About me
I was a Lead Data Scientist at C3.ai, where I built enterprise AI systems with a main focus on LLM pretraining, finetuning, and autonomous agentic systems.
I obtained my PhD from The Hong Kong Polytechnic University, Hong Kong under the supervision of Prof. Kainam Thomas Wang. From 2014 - 2016, I was a Postdoc at University Paderborn, Germany, working with Prof. Peter Schreier. From 2016 to 2022, I have been working as a Senior Research Fellow with Prof. Tay Wee Peng at Nanyang Technological University, Singapore.
My research interests include robust machine learning, statistical signal processing, LLM finetuning, and autonomous agentic systems.
Recent News
- Our paper entitled “NEMO: Execution-Aware Optimization Modeling via Autonomous Coding Agents” has been accepted by ICML 2026 (acceptance rate: 26.6%).
- Our paper entitled “Unleashing the Potential of Fractional Calculus in Graph Neural Networks with FROND” has been accepted by ICLR 2024 as Spotlight (acceptance rate: 31%).
- Three papers have been accepted by AAAI 2024 (acceptance rate: 23.75%): PosDiffNet, DistilVPR, and Coupling GNN with Fractional Order Dynamics.
- Our paper entitled “Adversarial Robustness in Graph Neural Networks: A Hamiltonian Approach” has been accepted by NeurIPS 2023 as Spotlight (acceptance rate: 26.1%).
- Our paper entitled “Node embedding from neural Hamiltonian orbits in graph neural networks” has been accepted by ICML 2023 (acceptance rate: 27.9%).
- Our paper entitled “Graph neural convection-diffusion with heterophily” has been accepted by IJCAI 2023 (acceptance rate: 15%).
- Our paper entitled “HypLiLoc: Towards effective LiDAR pose regression with hyperbolic fusion” has been accepted by CVPR 2023 (acceptance rate: 25.8%).
- Our paper entitled “On the robustness of graph neural diffusion to topology perturbations” has been accepted by NeurIPS 2022 (acceptance rate: 25.6%).

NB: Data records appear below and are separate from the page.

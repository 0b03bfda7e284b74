//! Incremental rebuilds driven by file-system events.
//!
//! Events arrive in bursts (an editor save is often several writes and a
//! rename). Rebuilds are serialized through a [`RebuildGate`]: at most one
//! rebuild runs at a time, and any number of events that arrive while it runs
//! collapse into a single follow-up rebuild.
//!
//! ```text
//!            request()               request()
//!   Idle ───────────────▶ Running ───────────────▶ RunningDirty
//!     ▲                     │  ▲                        │
//!     └──── finish()=false ─┘  └──── finish()=true ─────┘
//! ```

use crate::{ArtifactStore, BuildSummary, Error, IndexBuilder, Result};
use notify::event::{CreateKind, ModifyKind, RemoveKind};
use notify::{Event, EventKind, RecursiveMode, Watcher};
use std::fmt;
use std::future::Future;
use std::sync::{Arc, Condvar, Mutex, PoisonError};
use std::time::Duration;
use tracing::{debug, error, info, warn};

/// Something that regenerates the artifact.
pub trait Rebuild: Send + Sync {
    /// Run one full rebuild.
    fn rebuild(&self) -> Result<BuildSummary>;
}

/// Builds the index and saves it.
#[derive(Debug, Clone)]
pub struct IndexPipeline {
    builder: IndexBuilder,
    store: ArtifactStore,
}

impl IndexPipeline {
    /// Pipeline writing what `builder` produces into `store`.
    pub const fn new(builder: IndexBuilder, store: ArtifactStore) -> Self {
        Self { builder, store }
    }

    /// The builder.
    pub const fn builder(&self) -> &IndexBuilder {
        &self.builder
    }

    /// The store.
    pub const fn store(&self) -> &ArtifactStore {
        &self.store
    }
}

impl Rebuild for IndexPipeline {
    fn rebuild(&self) -> Result<BuildSummary> {
        let report = self.builder.build()?;
        self.store.save(&report.records)?;
        Ok(BuildSummary::from(&report))
    }
}

#[derive(Debug, Clone, Copy, PartialEq, Eq)]
enum GateState {
    Idle,
    Running,
    RunningDirty,
}

/// At-most-one-pending rebuild state machine.
#[derive(Debug)]
pub struct RebuildGate {
    state: Mutex<GateState>,
    idle: Condvar,
}

impl Default for RebuildGate {
    fn default() -> Self {
        Self {
            state: Mutex::new(GateState::Idle),
            idle: Condvar::new(),
        }
    }
}

impl RebuildGate {
    /// Ask for a rebuild. Returns `true` if the caller should start one now.
    pub fn request(&self) -> bool {
        let mut state = self.state.lock().unwrap_or_else(PoisonError::into_inner);
        match *state {
            GateState::Idle => {
                *state = GateState::Running;
                true
            },
            GateState::Running | GateState::RunningDirty => {
                *state = GateState::RunningDirty;
                false
            },
        }
    }

    /// Report a finished rebuild. Returns `true` if another one is owed.
    pub fn finish(&self) -> bool {
        let mut state = self.state.lock().unwrap_or_else(PoisonError::into_inner);
        if *state == GateState::RunningDirty {
            *state = GateState::Running;
            true
        } else {
            *state = GateState::Idle;
            self.idle.notify_all();
            false
        }
    }

    /// Whether no rebuild is running.
    pub fn is_idle(&self) -> bool {
        *self.state.lock().unwrap_or_else(PoisonError::into_inner) == GateState::Idle
    }

    /// Block until idle or until `timeout` passes. Returns whether idle.
    pub fn wait_idle(&self, timeout: Duration) -> bool {
        let state = self.state.lock().unwrap_or_else(PoisonError::into_inner);
        let (state, _) = self
            .idle
            .wait_timeout_while(state, timeout, |s| *s != GateState::Idle)
            .unwrap_or_else(PoisonError::into_inner);
        *state == GateState::Idle
    }

    fn reset(&self) {
        *self.state.lock().unwrap_or_else(PoisonError::into_inner) = GateState::Idle;
        self.idle.notify_all();
    }
}

/// Called after every successful rebuild.
pub type RebuildListener = Arc<dyn Fn(&BuildSummary) + Send + Sync>;

struct Shared<R> {
    rebuilder: R,
    gate: RebuildGate,
    settle: Duration,
    on_rebuilt: RebuildListener,
}

/// Runs rebuilds on a worker thread, coalescing requests while one is running.
pub struct Coalescer<R> {
    shared: Arc<Shared<R>>,
}

impl<R> Clone for Coalescer<R> {
    fn clone(&self) -> Self {
        Self {
            shared: Arc::clone(&self.shared),
        }
    }
}

impl<R> fmt::Debug for Coalescer<R> {
    fn fmt(&self, f: &mut fmt::Formatter<'_>) -> fmt::Result {
        f.debug_struct("Coalescer")
            .field("gate", &self.shared.gate)
            .field("settle", &self.shared.settle)
            .finish_non_exhaustive()
    }
}

impl<R: Rebuild + 'static> Coalescer<R> {
    /// Coalescer that waits `settle` before each rebuild and then calls `on_rebuilt`.
    pub fn new(rebuilder: R, settle: Duration, on_rebuilt: RebuildListener) -> Self {
        Self {
            shared: Arc::new(Shared {
                rebuilder,
                gate: RebuildGate::default(),
                settle,
                on_rebuilt,
            }),
        }
    }

    /// Request a rebuild. Returns `true` when this call started a worker.
    pub fn trigger(&self) -> bool {
        if !self.shared.gate.request() {
            debug!("rebuild already running, marked dirty");
            return false;
        }

        let shared = Arc::clone(&self.shared);
        let spawned = std::thread::Builder::new()
            .name("blogdex-rebuild".into())
            .spawn(move || run_worker(&shared));
        match spawned {
            Ok(_) => true,
            Err(e) => {
                error!("failed to start rebuild worker: {e}");
                self.shared.gate.reset();
                false
            },
        }
    }

    /// Whether no rebuild is running.
    pub fn is_idle(&self) -> bool {
        self.shared.gate.is_idle()
    }

    /// Block until the current rebuild (and any follow-up) is done.
    pub fn wait_idle(&self, timeout: Duration) -> bool {
        self.shared.gate.wait_idle(timeout)
    }
}

fn run_worker<R: Rebuild>(shared: &Shared<R>) {
    loop {
        if !shared.settle.is_zero() {
            std::thread::sleep(shared.settle);
        }
        match shared.rebuilder.rebuild() {
            Ok(summary) => {
                info!(
                    "index rebuilt: {} documents, {} warnings",
                    summary.documents, summary.warnings
                );
                (shared.on_rebuilt)(&summary);
            },
            Err(e) if e.is_recoverable() => warn!("rebuild failed, will retry on next change: {e}"),
            Err(e) => error!("rebuild failed ({}): {e}", e.category()),
        }
        if !shared.gate.finish() {
            break;
        }
        debug!("changes arrived during rebuild, running again");
    }
}

/// Whether `event` should cause a rebuild.
///
/// Besides markdown files, directory changes count: moving or renaming a
/// folder arrives as a single event on the folder path and changes every
/// slug beneath it.
pub fn is_relevant(event: &Event, matcher: &IndexBuilder) -> bool {
    let folder_event = matches!(
        event.kind,
        EventKind::Create(CreateKind::Folder) | EventKind::Remove(RemoveKind::Folder)
    );
    let kind_matches = match event.kind {
        EventKind::Create(_) | EventKind::Remove(_) => true,
        EventKind::Modify(ModifyKind::Metadata(_)) => false,
        EventKind::Modify(_) => true,
        EventKind::Access(_) | EventKind::Any | EventKind::Other => false,
    };
    kind_matches
        && event.paths.iter().any(|p| {
            matcher.matches(p)
                || matcher.may_contain_documents(p)
                || (folder_event && matcher.is_visible(p))
        })
}

/// Rebuild once now, then on every relevant change under the builder's root,
/// until `shutdown` resolves.
///
/// Waits for an in-flight rebuild to finish before returning.
pub async fn watch<R, S>(builder: &IndexBuilder, coalescer: Coalescer<R>, shutdown: S) -> Result<()>
where
    R: Rebuild + 'static,
    S: Future<Output = ()>,
{
    // Event paths are absolute and resolved, so match against the resolved root.
    let root = std::fs::canonicalize(builder.root())
        .map_err(|e| Error::Watch(format!("cannot watch {}: {e}", builder.root().display())))?;
    let matcher = builder.clone().with_root(&root);

    coalescer.trigger();

    let on_event = coalescer.clone();
    let mut watcher = notify::recommended_watcher(move |res: notify::Result<Event>| match res {
        Ok(event) if is_relevant(&event, &matcher) => {
            debug!("change detected: {:?}", event.paths);
            on_event.trigger();
        },
        Ok(_) => {},
        Err(e) => warn!("watch error: {e}"),
    })?;
    watcher.watch(&root, RecursiveMode::Recursive)?;
    info!("watching {} for changes", root.display());

    shutdown.await;
    drop(watcher);
    info!("stopping watcher");

    let waiting = coalescer.clone();
    let idle = tokio::task::spawn_blocking(move || waiting.wait_idle(Duration::from_secs(30)))
        .await
        .map_err(|e| Error::Other(format!("rebuild worker join failed: {e}")))?;
    if !idle {
        warn!("a rebuild was still running at shutdown");
    }
    Ok(())
}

- One paper entitled “Stable neural ODE with Lyapunov-stable equilibrium points for defending against adversarial attacks” has been accepted by NeurIPS 2021 (acceptance rate: 26%). Code
- From July 2022, I have started a new adventure in industry.
- One paper entitled “Error-correcting output codes with ensemble diversity for robust learning in neural networks” has been accepted by AAAI 2021 (acceptance rate: 21%).